[Stored items]
Content starts

//! SHA-256 verification of chunk payloads.

use sha2::{Digest, Sha256};

/// Lowercase hex SHA-256 of a byte slice.
pub fn sha256_hex(data: &[u8]) -> String {
    format!("{:x}", Sha256::digest(data))
}

/// Incremental SHA-256 over a streamed download.
#[derive(Debug, Clone, Default)]
pub struct StreamingChecksum {
    hasher: Sha256,
}

impl StreamingChecksum {
    /// Start a new digest.
    pub fn new() -> Self {
        Self::default()
    }

    /// Feed the next piece of the payload.
    pub fn update(&mut self, data: &[u8]) {
        self.hasher.update(data);
    }

    /// Finish and return the lowercase hex digest.
    pub fn finish(self) -> String {
        format!("{:x}", self.hasher.finalize())
    }

    /// Finish and compare against an expected digest (case-insensitive).
    ///
    /// Returns the actual digest on mismatch.
    pub fn verify(self, expected: &str) -> Result<(), String> {
        let actual = self.finish();
        if actual.eq_ignore_ascii_case(expected.trim()) {
            Ok(())
        } else {
            Err(actual)
        }
    }
}
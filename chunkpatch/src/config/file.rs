//! INI configuration file.
//!
//! Stored at `<config dir>/chunkpatch/config.ini`:
//!
//! ```ini
//! [patch]
//! version_url = https://cdn.example.com/live/version.json
//! deployment = live
//! platform = linux
//!
//! [download]
//! max_concurrent = 4
//! failure_policy = continue
//! retry_attempts = 1
//! retry_delay_ms = 250
//!
//! [mount]
//! order = sequential
//! max_concurrent = 4
//!
//! [storage]
//! base_url = https://cdn.example.com/live/chunks
//! chunk_dir = /home/user/.local/share/chunkpatch/chunks
//! mount_dir = /home/user/.local/share/chunkpatch/mounted
//! manifest_path = /home/user/.local/share/chunkpatch/manifest.json
//!
//! [disk]
//! min_free_mb = 512
//!
//! [logging]
//! level = info
//! file = /home/user/.local/share/chunkpatch/chunkpatch.log
//! ```
//!
//! Missing keys fall back to defaults; empty values mean "not set".

use std::fmt;
use std::path::{Path, PathBuf};
use std::str::FromStr;
use std::time::Duration;

use ini::Ini;
use thiserror::Error;

use super::{PatcherConfig, DEFAULT_MAX_CONCURRENT_DOWNLOADS};
use crate::policy::{
    FailurePolicy, MountOrder, RetryPolicy, DEFAULT_BACKOFF_MULTIPLIER, DEFAULT_INITIAL_DELAY_MS,
    DEFAULT_MAX_DELAY_SECS,
};

const BYTES_PER_MB: u64 = 1024 * 1024;

/// Errors reading or writing the configuration file.
#[derive(Debug, Error)]
pub enum ConfigError {
    /// The file could not be read.
    #[error("failed to read config file {path}: {reason}")]
    Read { path: PathBuf, reason: String },

    /// The file could not be written.
    #[error("failed to write config file {path}: {source}")]
    Write {
        path: PathBuf,
        #[source]
        source: std::io::Error,
    },

    /// The INI text is malformed.
    #[error("failed to parse config: {0}")]
    Parse(String),

    /// A value has the wrong type or is out of range.
    #[error("invalid value '{value}' for {key}: {reason}")]
    InvalidValue {
        key: String,
        value: String,
        reason: String,
    },

    /// A dotted key names no setting.
    #[error("unknown configuration key '{0}'")]
    UnknownKey(String),
}

/// `[patch]` section.
#[derive(Debug, Clone, PartialEq, Eq)]
pub struct PatchSettings {
    /// URL of the remote version descriptor.
    pub version_url: Option<String>,
    pub deployment: String,
    pub platform: String,
}

/// `[download]` section.
#[derive(Debug, Clone, PartialEq, Eq)]
pub struct DownloadSettings {
    pub max_concurrent: usize,
    pub failure_policy: FailurePolicy,
    /// Attempts per chunk including the first. 1 disables retry.
    pub retry_attempts: u32,
    /// Delay before the first retry; later retries back off exponentially.
    pub retry_delay_ms: u64,
}

/// `[mount]` section.
#[derive(Debug, Clone, PartialEq, Eq)]
pub struct MountSettings {
    /// `sequential` or `concurrent`.
    pub order: String,
    /// Bound for concurrent mounting.
    pub max_concurrent: usize,
}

Content ends

Return all lines above that mention the word "format".

    format!("{:x}", Sha256::digest(data))
        format!("{:x}", self.hasher.finalize())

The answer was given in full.